About this task => Repeat the listing below exactly as given.

##### Records supplied

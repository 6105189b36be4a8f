//! Ordered collection of session records plus the display selection.
//!
//! Each record sits in its own `watch` channel: the owning supervisor holds a
//! [`SessionWriter`] and replaces fields in place, readers borrow or clone a
//! consistent snapshot. A broadcast channel tells the display collaborator
//! which record (or the selection) changed, so it never caches the selected
//! index itself.

use std::sync::atomic::{AtomicUsize, Ordering};
use std::sync::Arc;

use tokio::sync::{broadcast, watch};

use crate::session::Session;

/// Change notification for display consumers.
#[derive(Debug, Clone, Copy, PartialEq, Eq)]
pub enum RegistryEvent {
    SessionChanged(usize),
    SelectionChanged(usize),
}

/// All sessions, indexed by their stable id.
pub struct SessionRegistry {
    slots: Vec<Arc<watch::Sender<Session>>>,
    selected: AtomicUsize,
    events: broadcast::Sender<RegistryEvent>,
}

impl SessionRegistry {
    /// Build a registry from sessions whose ids are their positions.
    pub fn new(sessions: Vec<Session>) -> Self {
        debug_assert!(sessions.iter().enumerate().all(|(i, s)| s.id == i));
        let (events, _) = broadcast::channel(256);
        Self {
            slots: sessions
                .into_iter()
                .map(|s| Arc::new(watch::Sender::new(s)))
                .collect(),
            selected: AtomicUsize::new(0),
            events,
        }
    }

    pub fn len(&self) -> usize {
        self.slots.len()
    }

    pub fn is_empty(&self) -> bool {
        self.slots.is_empty()
    }

    /// Clone of one session's current state.
    pub fn get(&self, id: usize) -> Option<Session> {
        self.slots.get(id).map(|slot| slot.borrow().clone())
    }

    /// Clones of every session, in id order.
    pub fn snapshot_all(&self) -> Vec<Session> {
        self.slots.iter().map(|slot| slot.borrow().clone()).collect()
    }

    pub fn selected_index(&self) -> usize {
        self.selected.load(Ordering::SeqCst)
    }

    /// Snapshot of the session the display is showing.
    pub fn selected(&self) -> Option<Session> {
        self.get(self.selected_index())
    }

    /// Move the selection by `delta`, wrapping at both ends. Returns the new index.
    pub fn select(&self, delta: isize) -> usize {
        let count = self.slots.len();
        if count == 0 {
            return 0;
        }
        let current = self.selected_index();
        let next = wrap_index(current, delta, count);
        self.selected.store(next, Ordering::SeqCst);
        let _ = self.events.send(RegistryEvent::SelectionChanged(next));
        next
    }

    /// Change notifications for the display collaborator.
    pub fn subscribe(&self) -> broadcast::Receiver<RegistryEvent> {
        self.events.subscribe()
    }

    /// Per-session receiver that wakes on every change to that record.
    pub fn watch(&self, id: usize) -> Option<watch::Receiver<Session>> {
        self.slots.get(id).map(|slot| slot.subscribe())
    }

    /// Write handle for the supervisor that owns session `id`.
    pub(crate) fn writer(&self, id: usize) -> Option<SessionWriter> {
        self.slots.get(id).map(|slot| SessionWriter {
            id,
            slot: Arc::clone(slot),
            events: self.events.clone(),
        })
    }
}

/// `(current + delta) mod count`, never negative.
#[allow(clippy::cast_possible_wrap, clippy::cast_sign_loss)]
fn wrap_index(current: usize, delta: isize, count: usize) -> usize {
    (current as isize + delta).rem_euclid(count as isize) as usize
}

/// Exclusive write access to one session record.
pub struct SessionWriter {
    id: usize,
    slot: Arc<watch::Sender<Session>>,
    events: broadcast::Sender<RegistryEvent>,
}

impl SessionWriter {
    pub fn id(&self) -> usize {
        self.id
    }

    /// Apply `f` to the record and notify readers.
    pub fn update(&self, f: impl FnOnce(&mut Session)) {
        self.slot.send_modify(f);
        let _ = self.events.send(RegistryEvent::SessionChanged(self.id));
    }

    /// Read one value from the record without cloning it.
    pub fn read<T>(&self, f: impl FnOnce(&Session) -> T) -> T {
        f(&self.slot.borrow())
    }
}
//! Per-account session record.
//!
//! A [`Session`] is created by the orchestrator and afterwards written only
//! by that session's supervisor. Everyone else reads cloned snapshots from the
//! [`SessionRegistry`](crate::registry::SessionRegistry).

use std::fmt;

use tokio::time::Instant;

use crate::accounts::{Credentials, ProxyEndpoint};
use crate::points::CALCULATING;

/// Connection lifecycle state.
#[derive(Debug, Clone, Copy, PartialEq, Eq)]
pub enum ConnectionState {
    Disconnected,
    Authenticating,
    Connecting,
    Connected,
    Reconnecting,
    Errored,
}

impl ConnectionState {
    #[must_use]
    pub fn as_str(&self) -> &'static str {
        match self {
            Self::Disconnected => "disconnected",
            Self::Authenticating => "authenticating",
            Self::Connecting => "connecting",
            Self::Connected => "connected",
            Self::Reconnecting => "reconnecting",
            Self::Errored => "errored",
        }
    }
}

impl fmt::Display for ConnectionState {
    fn fmt(&self, f: &mut fmt::Formatter<'_>) -> fmt::Result {
        f.write_str(self.as_str())
    }
}

/// State of one farming account.
#[derive(Debug, Clone)]
pub struct Session {
    /// Position in the credential list.
    pub id: usize,
    pub credentials: Credentials,
    /// Assigned once at creation, never changes.
    pub proxy: Option<ProxyEndpoint>,
    pub user_id: Option<String>,
    /// Token from the most recent successful login. Older tokens are dropped.
    pub access_token: Option<String>,
    /// Fresh UUID per login attempt.
    pub browser_id: Option<String>,
    pub connection_state: ConnectionState,
    /// Most recent server-pushed point update (or socket open).
    pub last_heartbeat_at: Option<Instant>,
    /// When the estimator entered the "Calculating" sentinel; `None` otherwise.
    pub calculating_since: Option<Instant>,
    pub points_total: u64,
    pub points_today: u64,
    pub potential_points: f64,
    pub countdown: String,
    pub status_message: String,
    /// Reconnect attempts since the last successful open.
    pub retry_count: u32,
}

impl Session {
    pub fn new(id: usize, credentials: Credentials, proxy: Option<ProxyEndpoint>) -> Self {
        Self {
            id,
            credentials,
            proxy,
            user_id: None,
            access_token: None,
            browser_id: None,
            connection_state: ConnectionState::Disconnected,
            last_heartbeat_at: None,
            calculating_since: None,
            points_total: 0,
            points_today: 0,
            potential_points: 0.0,
            countdown: CALCULATING.to_string(),
            status_message: "Waiting to start".to_string(),
            retry_count: 0,
        }
    }

    pub fn email(&self) -> &str {
        &self.credentials.email
    }

    /// Record a failure in the human-facing status line.
    pub fn set_error(&mut self, detail: impl fmt::Display) {
        self.status_message = format!("Error: {detail}");
    }
}

#[cfg(test)]
mod tests {
    use super::*;

    #[test]
    fn new_session_starts_disconnected_and_calculating() {
        let s = Session::new(3, Credentials::new("a@x.io", "p"), None);
        assert_eq!(s.id, 3);
        assert_eq!(s.email(), "a@x.io");
        assert_eq!(s.connection_state, ConnectionState::Disconnected);
        assert_eq!(s.countdown, CALCULATING);
        assert!(s.access_token.is_none());
        assert_eq!(s.retry_count, 0);
    }

    #[test]
    fn errors_are_prefixed() {
        let mut s = Session::new(0, Credentials::new("a@x.io", "p"), None);
        s.set_error("invalid password");
        assert_eq!(s.status_message, "Error: invalid password");
    }

    #[test]
    fn debug_snapshot_hides_password() {
        let s = Session::new(0, Credentials::new("a@x.io", "hunter2"), None);
        assert!(!format!("{s:?}").contains("hunter2"));
    }
}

##########

Response to this task =>
repository 6105189b36be4a8f
//! Ordered collection of session records plus the display selection.
//!
//! Each record sits in its own `watch` channel: the owning supervisor holds a
//! [`SessionWriter`] and replaces fields in place, readers borrow or clone a
//! consistent snapshot. A broadcast channel tells the display collaborator
//! which record (or the selection) changed, so it never caches the selected
//! index itself.

use std::sync::atomic::{AtomicUsize, Ordering};
use std::sync::Arc;

use tokio::sync::{broadcast, watch};

use crate::session::Session;

/// Change notification for display consumers.
#[derive(Debug, Clone, Copy, PartialEq, Eq)]
pub enum RegistryEvent {
    SessionChanged(usize),
    SelectionChanged(usize),
}

/// All sessions, indexed by their stable id.
pub struct SessionRegistry {
    slots: Vec<Arc<watch::Sender<Session>>>,
    selected: AtomicUsize,
    events: broadcast::Sender<RegistryEvent>,
}

impl SessionRegistry {
    /// Build a registry from sessions whose ids are their positions.
    pub fn new(sessions: Vec<Session>) -> Self {
        debug_assert!(sessions.iter().enumerate().all(|(i, s)| s.id == i));
        let (events, _) = broadcast::channel(256);
        Self {
            slots: sessions
                .into_iter()
                .map(|s| Arc::new(watch::Sender::new(s)))
                .collect(),
            selected: AtomicUsize::new(0),
            events,
        }
    }

    pub fn len(&self) -> usize {
        self.slots.len()
    }

    pub fn is_empty(&self) -> bool {
        self.slots.is_empty()
    }

    /// Clone of one session's current state.
    pub fn get(&self, id: usize) -> Option<Session> {
        self.slots.get(id).map(|slot| slot.borrow().clone())
    }

    /// Clones of every session, in id order.
    pub fn snapshot_all(&self) -> Vec<Session> {
        self.slots.iter().map(|slot| slot.borrow().clone()).collect()
    }

    pub fn selected_index(&self) -> usize {
        self.selected.load(Ordering::SeqCst)
    }

    /// Snapshot of the session the display is showing.
    pub fn selected(&self) -> Option<Session> {
        self.get(self.selected_index())
    }

    /// Move the selection by `delta`, wrapping at both ends. Returns the new index.
    pub fn select(&self, delta: isize) -> usize {
        let count = self.slots.len();
        if count == 0 {
            return 0;
        }
        let current = self.selected_index();
        let next = wrap_index(current, delta, count);
        self.selected.store(next, Ordering::SeqCst);
        let _ = self.events.send(RegistryEvent::SelectionChanged(next));
        next
    }

    /// Change notifications for the display collaborator.
    pub fn subscribe(&self) -> broadcast::Receiver<RegistryEvent> {
        self.events.subscribe()
    }

    /// Per-session receiver that wakes on every change to that record.
    pub fn watch(&self, id: usize) -> Option<watch::Receiver<Session>> {
        self.slots.get(id).map(|slot| slot.subscribe())
    }

    /// Write handle for the supervisor that owns session `id`.
    pub(crate) fn writer(&self, id: usize) -> Option<SessionWriter> {
        self.slots.get(id).map(|slot| SessionWriter {
            id,
            slot: Arc::clone(slot),
            events: self.events.clone(),
        })
    }
}

/// `(current + delta) mod count`, never negative.
#[allow(clippy::cast_possible_wrap, clippy::cast_sign_loss)]
fn wrap_index(current: usize, delta: isize, count: usize) -> usize {
    (current as isize + delta).rem_euclid(count as isize) as usize
}

/// Exclusive write access to one session record.
pub struct SessionWriter {
    id: usize,
    slot: Arc<watch::Sender<Session>>,
    events: broadcast::Sender<RegistryEvent>,
}

impl SessionWriter {
    pub fn id(&self) -> usize {
        self.id
    }

    /// Apply `f` to the record and notify readers.
    pub fn update(&self, f: impl FnOnce(&mut Session)) {
        self.slot.send_modify(f);
        let _ = self.events.send(RegistryEvent::SessionChanged(self.id));
    }

    /// Read one value from the record without cloning it.
    pub fn read<T>(&self, f: impl FnOnce(&Session) -> T) -> T {
        f(&self.slot.borrow())
    }
}
//! Per-account session record.
//!
//! A [`Session`] is created by the orchestrator and afterwards written only
//! by that session's supervisor. Everyone else reads cloned snapshots from the
//! [`SessionRegistry`](crate::registry::SessionRegistry).

use std::fmt;

use tokio::time::Instant;

use crate::accounts::{Credentials, ProxyEndpoint};
use crate::points::CALCULATING;

/// Connection lifecycle state.
#[derive(Debug, Clone, Copy, PartialEq, Eq)]
pub enum ConnectionState {
    Disconnected,
    Authenticating,
    Connecting,
    Connected,
    Reconnecting,
    Errored,
}

impl ConnectionState {
    #[must_use]
    pub fn as_str(&self) -> &'static str {
        match self {
            Self::Disconnected => "disconnected",
            Self::Authenticating => "authenticating",
            Self::Connecting => "connecting",
            Self::Connected => "connected",
            Self::Reconnecting => "reconnecting",
            Self::Errored => "errored",
        }
    }
}

impl fmt::Display for ConnectionState {
    fn fmt(&self, f: &mut fmt::Formatter<'_>) -> fmt::Result {
        f.write_str(self.as_str())
    }
}

/// State of one farming account.
#[derive(Debug, Clone)]
pub struct Session {
    /// Position in the credential list.
    pub id: usize,
    pub credentials: Credentials,
    /// Assigned once at creation, never changes.
    pub proxy: Option<ProxyEndpoint>,
    pub user_id: Option<String>,
    /// Token from the most recent successful login. Older tokens are dropped.
    pub access_token: Option<String>,
    /// Fresh UUID per login attempt.
    pub browser_id: Option<String>,
    pub connection_state: ConnectionState,
    /// Most recent server-pushed point update (or socket open).
    pub last_heartbeat_at: Option<Instant>,
    /// When the estimator entered the "Calculating" sentinel; `None` otherwise.
    pub calculating_since: Option<Instant>,
    pub points_total: u64,
    pub points_today: u64,
    pub potential_points: f64,
    pub countdown: String,
    pub status_message: String,
    /// Reconnect attempts since the last successful open.
    pub retry_count: u32,
}

impl Session {
    pub fn new(id: usize, credentials: Credentials, proxy: Option<ProxyEndpoint>) -> Self {
        Self {
            id,
            credentials,
            proxy,
            user_id: None,
            access_token: None,
            browser_id: None,
            connection_state: ConnectionState::Disconnected,
            last_heartbeat_at: None,
            calculating_since: None,
            points_total: 0,
            points_today: 0,
            potential_points: 0.0,
            countdown: CALCULATING.to_string(),
            status_message: "Waiting to start".to_string(),
            retry_count: 0,
        }
    }

    pub fn email(&self) -> &str {
        &self.credentials.email
    }

    /// Record a failure in the human-facing status line.
    pub fn set_error(&mut self, detail: impl fmt::Display) {
        self.status_message = format!("Error: {detail}");
    }
}

#[cfg(test)]
mod tests {
    use super::*;

    #[test]
    fn new_session_starts_disconnected_and_calculating() {
        let s = Session::new(3, Credentials::new("a@x.io", "p"), None);
        assert_eq!(s.id, 3);
        assert_eq!(s.email(), "a@x.io");
        assert_eq!(s.connection_state, ConnectionState::Disconnected);
        assert_eq!(s.countdown, CALCULATING);
        assert!(s.access_token.is_none());
        assert_eq!(s.retry_count, 0);
    }

    #[test]
    fn errors_are_prefixed() {
        let mut s = Session::new(0, Credentials::new("a@x.io", "p"), None);
        s.set_error("invalid password");
        assert_eq!(s.status_message, "Error: invalid password");
    }

    #[test]
    fn debug_snapshot_hides_password() {
        let s = Session::new(0, Credentials::new("a@x.io", "hunter2"), None);
        assert!(!format!("{s:?}").contains("hunter2"));
    }
}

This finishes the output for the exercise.